The task: You are asked to write out the full listing exactly as it stands.

Data shown:
□ □ □
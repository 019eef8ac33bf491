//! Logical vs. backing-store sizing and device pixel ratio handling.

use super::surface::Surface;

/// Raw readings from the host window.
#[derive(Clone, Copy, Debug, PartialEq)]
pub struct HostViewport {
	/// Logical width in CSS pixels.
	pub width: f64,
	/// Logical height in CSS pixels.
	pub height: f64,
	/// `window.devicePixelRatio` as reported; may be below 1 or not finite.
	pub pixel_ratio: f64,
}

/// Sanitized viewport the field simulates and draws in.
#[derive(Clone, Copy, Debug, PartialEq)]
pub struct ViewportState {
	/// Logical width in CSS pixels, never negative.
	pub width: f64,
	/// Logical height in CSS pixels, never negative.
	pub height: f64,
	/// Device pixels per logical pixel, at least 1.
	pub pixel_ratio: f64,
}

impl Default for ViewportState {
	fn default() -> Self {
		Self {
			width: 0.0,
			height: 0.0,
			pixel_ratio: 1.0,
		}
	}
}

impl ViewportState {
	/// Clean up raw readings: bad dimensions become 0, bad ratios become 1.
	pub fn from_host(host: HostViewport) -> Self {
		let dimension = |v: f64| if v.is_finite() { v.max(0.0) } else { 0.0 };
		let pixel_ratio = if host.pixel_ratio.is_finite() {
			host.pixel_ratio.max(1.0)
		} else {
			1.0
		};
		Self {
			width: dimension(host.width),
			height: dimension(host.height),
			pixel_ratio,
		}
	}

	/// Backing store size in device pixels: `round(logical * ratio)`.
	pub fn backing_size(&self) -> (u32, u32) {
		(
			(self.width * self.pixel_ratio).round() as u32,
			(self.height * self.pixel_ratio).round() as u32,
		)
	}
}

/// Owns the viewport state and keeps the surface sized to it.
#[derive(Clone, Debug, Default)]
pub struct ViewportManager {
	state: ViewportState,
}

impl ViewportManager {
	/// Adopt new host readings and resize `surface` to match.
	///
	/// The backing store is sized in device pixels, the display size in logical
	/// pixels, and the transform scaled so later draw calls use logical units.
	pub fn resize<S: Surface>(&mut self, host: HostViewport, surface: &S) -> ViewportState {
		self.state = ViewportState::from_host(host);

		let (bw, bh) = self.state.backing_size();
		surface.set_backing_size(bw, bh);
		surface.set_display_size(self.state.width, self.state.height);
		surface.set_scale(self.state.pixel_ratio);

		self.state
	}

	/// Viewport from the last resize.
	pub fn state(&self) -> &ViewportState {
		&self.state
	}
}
□ □ □
Result of the task:
repository 019eef8ac33bf491
//! Logical vs. backing-store sizing and device pixel ratio handling.

use super::surface::Surface;

/// Raw readings from the host window.
#[derive(Clone, Copy, Debug, PartialEq)]
pub struct HostViewport {
	/// Logical width in CSS pixels.
	pub width: f64,
	/// Logical height in CSS pixels.
	pub height: f64,
	/// `window.devicePixelRatio` as reported; may be below 1 or not finite.
	pub pixel_ratio: f64,
}

/// Sanitized viewport the field simulates and draws in.
#[derive(Clone, Copy, Debug, PartialEq)]
pub struct ViewportState {
	/// Logical width in CSS pixels, never negative.
	pub width: f64,
	/// Logical height in CSS pixels, never negative.
	pub height: f64,
	/// Device pixels per logical pixel, at least 1.
	pub pixel_ratio: f64,
}

impl Default for ViewportState {
	fn default() -> Self {
		Self {
			width: 0.0,
			height: 0.0,
			pixel_ratio: 1.0,
		}
	}
}

impl ViewportState {
	/// Clean up raw readings: bad dimensions become 0, bad ratios become 1.
	pub fn from_host(host: HostViewport) -> Self {
		let dimension = |v: f64| if v.is_finite() { v.max(0.0) } else { 0.0 };
		let pixel_ratio = if host.pixel_ratio.is_finite() {
			host.pixel_ratio.max(1.0)
		} else {
			1.0
		};
		Self {
			width: dimension(host.width),
			height: dimension(host.height),
			pixel_ratio,
		}
	}

	/// Backing store size in device pixels: `round(logical * ratio)`.
	pub fn backing_size(&self) -> (u32, u32) {
		(
			(self.width * self.pixel_ratio).round() as u32,
			(self.height * self.pixel_ratio).round() as u32,
		)
	}
}

/// Owns the viewport state and keeps the surface sized to it.
#[derive(Clone, Debug, Default)]
pub struct ViewportManager {
	state: ViewportState,
}

impl ViewportManager {
	/// Adopt new host readings and resize `surface` to match.
	///
	/// The backing store is sized in device pixels, the display size in logical
	/// pixels, and the transform scaled so later draw calls use logical units.
	pub fn resize<S: Surface>(&mut self, host: HostViewport, surface: &S) -> ViewportState {
		self.state = ViewportState::from_host(host);

		let (bw, bh) = self.state.backing_size();
		surface.set_backing_size(bw, bh);
		surface.set_display_size(self.state.width, self.state.height);
		surface.set_scale(self.state.pixel_ratio);

		self.state
	}

	/// Viewport from the last resize.
	pub fn state(&self) -> &ViewportState {
		&self.state
	}
}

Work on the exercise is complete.